# Video via a third monitor on Mac Pro- new video card?



## NYC Composer (Aug 7, 2014)

Though I've worked in plenty of studios that do this, I've never had to in my work studio. Here's the story-

I have a gig that will require me to record voiceovers in a recording booth 30 feet from my control room. The VO talent will need to watch video as he records. I can't give him a mirrored video display because if I do, he'll have to watch my desktop and Cubase running. However, if I drag the QT window over to a remote monitor in the booth, I won't have my own little QT window to watch video in the control room.

What's the answer? Do I have to get another video card and run a separate monitor off my older Mac Pro so I can drag a QT window to both my VO talent's remote monitor and a second monitor for me? (I presently have a single 30" Apple monitor).
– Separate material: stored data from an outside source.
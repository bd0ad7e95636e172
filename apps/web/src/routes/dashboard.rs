//! Signed-in home: loan summary, schedule, history, notifications and
//! recent activity. Everything except the notification read flags is mock
//! data from `loan_core`.

use super::PageHeader;
use crate::app_lib::{clock, theme::Theme};
use crate::components::{AppShell, Badge, Card, StatCard, Tone};
use crate::features::{auth::RequireAuth, auth::state::use_auth, inbox::use_inbox};
use leptos::prelude::*;
use leptos_router::components::A;
use loan_core::{
    AppRoute,
    dashboard::{LoanStatus, LoanSummary, format_date, format_leones, format_month},
    notifications::{Notification, NotificationKind, recent_activities},
    payments::{ScheduleStatus, payment_history, payment_schedule},
};

#[component]
pub fn DashboardPage() -> impl IntoView {
    view! {
        <AppShell>
            <RequireAuth>
                <DashboardContent />
            </RequireAuth>
        </AppShell>
    }
}

#[component]
fn DashboardContent() -> impl IntoView {
    let auth = use_auth();
    let first_name = move || {
        auth.session
            .get()
            .and_then(|user| user.name.split_whitespace().next().map(str::to_string))
            .unwrap_or_default()
    };

    let schedule = payment_schedule(clock::today());
    let summary = LoanSummary {
        next_payment_date: schedule
            .iter()
            .find(|payment| payment.status != ScheduleStatus::Paid)
            .map_or(LoanSummary::default().next_payment_date, |payment| payment.date),
        ..LoanSummary::default()
    };

    view! {
        <PageHeader route=AppRoute::Dashboard subtitle="Overview of your student loan" />
        <p class="mb-6 text-lg text-gray-700 dark:text-gray-300">
            {move || format!("Welcome back, {}!", first_name())}
        </p>

        <div class="grid gap-4 md:grid-cols-2 xl:grid-cols-4 mb-6">
            <StatCard icon="payments" label="Total Paid" value=format_leones(summary.total_paid) />
            <StatCard icon="account_balance" label="Remaining" value=format_leones(summary.remaining) />
            <StatCard
                icon="event"
                label="Next Payment"
                value=format_date(summary.next_payment_date)
            />
            <StatCard
                icon="donut_large"
                label="Completion"
                value=format!("{}%", summary.completion)
            />
        </div>

        <div class="grid gap-6 lg:grid-cols-3">
            <div class="lg:col-span-2 space-y-6">
                <LoanStatusCard status=LoanStatus::default() />
                <PaymentScheduleCard />
                <PaymentHistoryCard limit=3 />
            </div>
            <div class="space-y-6">
                <QuickActionsCard />
                <NotificationsCard />
                <RecentActivitiesCard />
            </div>
        </div>
    }
}

#[component]
fn LoanStatusCard(status: LoanStatus) -> impl IntoView {
    let progress = status.progress_percentage();

    view! {
        <Card title="Loan Status" description="Current status of your student loan">
            <div class="flex items-center justify-between mb-4">
                <div>
                    <p class="text-sm text-gray-500 dark:text-gray-400">"Approval"</p>
                    <Badge tone=Tone::from(status.approval) label=status.approval.label() />
                </div>
                <div class="text-right">
                    <p class="text-sm text-gray-500 dark:text-gray-400">"Total Loan"</p>
                    <p class="text-xl font-bold text-gray-900 dark:text-white">
                        {format_leones(status.total)}
                    </p>
                </div>
            </div>
            <div>
                <div class="flex justify-between text-sm mb-1">
                    <span>{format!("Disbursed {}", format_leones(status.disbursed))}</span>
                    <span>{format!("{progress}%")}</span>
                </div>
                <div class="w-full bg-gray-200 rounded-full h-2.5 dark:bg-gray-700">
                    <div
                        class="bg-blue-600 h-2.5 rounded-full"
                        style=format!("width: {progress}%")
                    ></div>
                </div>
                <p class="mt-1 text-xs text-gray-500 dark:text-gray-400">
                    {format!("{} remaining to disburse", format_leones(status.remaining()))}
                </p>
            </div>
            <dl class="mt-4 grid grid-cols-2 gap-4 text-sm">
                <div>
                    <dt class="text-gray-500 dark:text-gray-400">"Student"</dt>
                    <dd class="font-medium text-gray-900 dark:text-white">{status.student}</dd>
                </div>
                <div>
                    <dt class="text-gray-500 dark:text-gray-400">"University"</dt>
                    <dd class="font-medium text-gray-900 dark:text-white">{status.university}</dd>
                </div>
                <div>
                    <dt class="text-gray-500 dark:text-gray-400">"Start"</dt>
                    <dd class="font-medium text-gray-900 dark:text-white">
                        {format_month(status.start)}
                    </dd>
                </div>
                <div>
                    <dt class="text-gray-500 dark:text-gray-400">"End"</dt>
                    <dd class="font-medium text-gray-900 dark:text-white">
                        {format_month(status.end)}
                    </dd>
                </div>
            </dl>
        </Card>
    }
}

#[component]
fn PaymentScheduleCard() -> impl IntoView {
    let rows = payment_schedule(clock::today())
        .into_iter()
        .map(|payment| {
            view! {
                <li class=Theme::LIST_ITEM_FLAT>
                    <div>
                        <p class="font-medium text-gray-900 dark:text-white">
                            {format_date(payment.date)}
                        </p>
                        <p class="text-sm text-gray-500 dark:text-gray-400">
                            {format_leones(payment.amount)}
                        </p>
                    </div>
                    <Badge tone=Tone::from(payment.status) label=payment.status.label() />
                </li>
            }
        })
        .collect_view();

    view! {
        <Card title="Payment Schedule" description="Your upcoming monthly instalments">
            <ul class="space-y-2">{rows}</ul>
        </Card>
    }
}

#[component]
pub(super) fn PaymentHistoryCard(#[prop(optional)] limit: Option<usize>) -> impl IntoView {
    let mut history = payment_history();
    history.reverse();
    let rows = history
        .into_iter()
        .take(limit.unwrap_or(usize::MAX))
        .map(|record| {
            view! {
                <tr class="bg-white border-b dark:bg-gray-800 dark:border-gray-700">
                    <td class=Theme::ROW>{format_date(record.date)}</td>
                    <td class=Theme::ROW>{format_leones(record.amount)}</td>
                    <td class=Theme::ROW>{record.method}</td>
                    <td class=Theme::ROW>
                        <Badge tone=Tone::from(record.status) label=record.status.label() />
                    </td>
                    <td class=format!("{} font-mono text-xs", Theme::ROW)>{record.reference}</td>
                </tr>
            }
        })
        .collect_view();

    view! {
        <Card title="Payment History" description="Your most recent loan payments">
            <div class="overflow-x-auto">
                <table class=Theme::TABLE>
                    <thead class=Theme::TABLE_HEAD>
                        <tr>
                            <th class="px-6 py-3">"Date"</th>
                            <th class="px-6 py-3">"Amount"</th>
                            <th class="px-6 py-3">"Method"</th>
                            <th class="px-6 py-3">"Status"</th>
                            <th class="px-6 py-3">"Reference"</th>
                        </tr>
                    </thead>
                    <tbody>{rows}</tbody>
                </table>
            </div>
        </Card>
    }
}

#[component]
fn QuickActionsCard() -> impl IntoView {
    let actions = [
        (AppRoute::Application, "description", "Apply for a Loan"),
        (AppRoute::Payments, "payments", "Make a Payment"),
        (AppRoute::Documents, "upload_file", "Upload Documents"),
        (AppRoute::Help, "support_agent", "Get Help"),
    ];

    view! {
        <Card title="Quick Actions">
            <div class="grid grid-cols-2 gap-3">
                {actions
                    .into_iter()
                    .map(|(route, icon, label)| {
                        view! {
                            <A
                                href=route.path()
                                {..}
                                class="group flex flex-col items-center gap-2 p-4 rounded-lg border border-gray-200 hover:bg-gray-50 dark:border-gray-700 dark:hover:bg-gray-700 text-sm font-medium text-gray-900 dark:text-white"
                            >
                                <span class=Theme::ICON>{icon}</span>
                                {label}
                            </A>
                        }
                    })
                    .collect_view()}
            </div>
        </Card>
    }
}

fn kind_icon(kind: NotificationKind) -> &'static str {
    match kind {
        NotificationKind::Payment => "payments",
        NotificationKind::Application => "description",
        NotificationKind::System => "info",
        NotificationKind::Document => "folder",
    }
}

#[component]
fn NotificationsCard() -> impl IntoView {
    let inbox = use_inbox();

    view! {
        <Card title="Notifications">
            <p class="mb-3 text-sm text-gray-500 dark:text-gray-400">
                {move || format!("{} unread", inbox.unread.get())}
            </p>
            <ul class="space-y-2">
                <For
                    each=move || inbox.feed.with(|feed| feed.iter().cloned().collect::<Vec<_>>())
                    key=|notification| (notification.id.clone(), notification.read)
                    children=move |notification| view! { <NotificationItem notification=notification /> }
                />
            </ul>
        </Card>
    }
}

#[component]
fn NotificationItem(notification: Notification) -> impl IntoView {
    let inbox = use_inbox();
    let Notification {
        id,
        kind,
        title,
        message,
        date,
        read,
    } = notification;
    let mark_read = (!read).then(|| {
        view! {
            <button type="button" class=Theme::LINK on:click=move |_| inbox.mark_read(&id)>
                "Mark read"
            </button>
        }
    });

    view! {
        <li class=Theme::LIST_ITEM_FLAT class:opacity-70=read>
            <div class="flex gap-3">
                <span class="material-symbols-outlined text-blue-600">{kind_icon(kind)}</span>
                <div>
                    <p class="font-medium text-gray-900 dark:text-white">{title}</p>
                    <p class="text-sm text-gray-500 dark:text-gray-400">{message}</p>
                    <p class="text-xs text-gray-400">{format_date(date)}</p>
                </div>
            </div>
            {mark_read}
        </li>
    }
}

#[component]
fn RecentActivitiesCard() -> impl IntoView {
    let rows = recent_activities()
        .into_iter()
        .map(|activity| {
            view! {
                <li class="flex gap-3">
                    <span class="material-symbols-outlined text-gray-400">
                        {kind_icon(activity.kind)}
                    </span>
                    <div>
                        <p class="text-sm text-gray-900 dark:text-white">{activity.description}</p>
                        <p class="text-xs text-gray-400">
                            {activity.timestamp.format("%b %-d, %Y %H:%M").to_string()}
                        </p>
                    </div>
                </li>
            }
        })
        .collect_view();

    view! {
        <Card title="Recent Activity">
            <ul class="space-y-4">{rows}</ul>
        </Card>
    }
}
Is there a three head replacement video card for my Early 2008 Mac Pro?

Thanks for any help.


----------



## Nick Batzdorf (Aug 7, 2014)

I'd be inclined to do something cheap, like using a USB-to-HDMI adapter.


----------



## Nick Batzdorf (Aug 7, 2014)

ebay


----------



## NYC Composer (Aug 7, 2014)

Hmmm. So you're suggesting i go in HDMI to the monitor and USB TO the Mac- does that, in essence, give me a third video head? Any latency? Is the USB monitor an independent agent that I can drag a qt window to? Will usb be ok over 35 feet?


----------



## cc64 (Aug 7, 2014)

Hi Larry,

Recently lent my canopus DV 100 box to a friend this exact purpose. It works through firewire 400 and sends your QT to both your DAW's monitor and a regular tv monitor via coax. I'm not sure Cubase or any DAW would let you send a QT to 2 monitors without mirroring your Cubase windows as you mentioned... 

HTH

Claude


----------



## Nick Batzdorf (Aug 7, 2014)

I don't know about the latency with those adapters, Larry, but the Canopus box also works well (I used to have one).

It's probably a better solution, but of course it's more expensive. If I remember right, the latency was only while it was parked - i.e. it was an offset rather than latency.

Opening two QT windows could be an issue. I hadn't thought of that. So maybe a better solution would be to sync an additional computer running the QT video on the VO monitor. Any old machine can do that. You just send it MTC over ethernet.


----------



## cc64 (Aug 7, 2014)

Just checked on eBay and saw a few Canopus boxes for around 100$ 

I'm pretty sure it's your best bet for what you need to do. 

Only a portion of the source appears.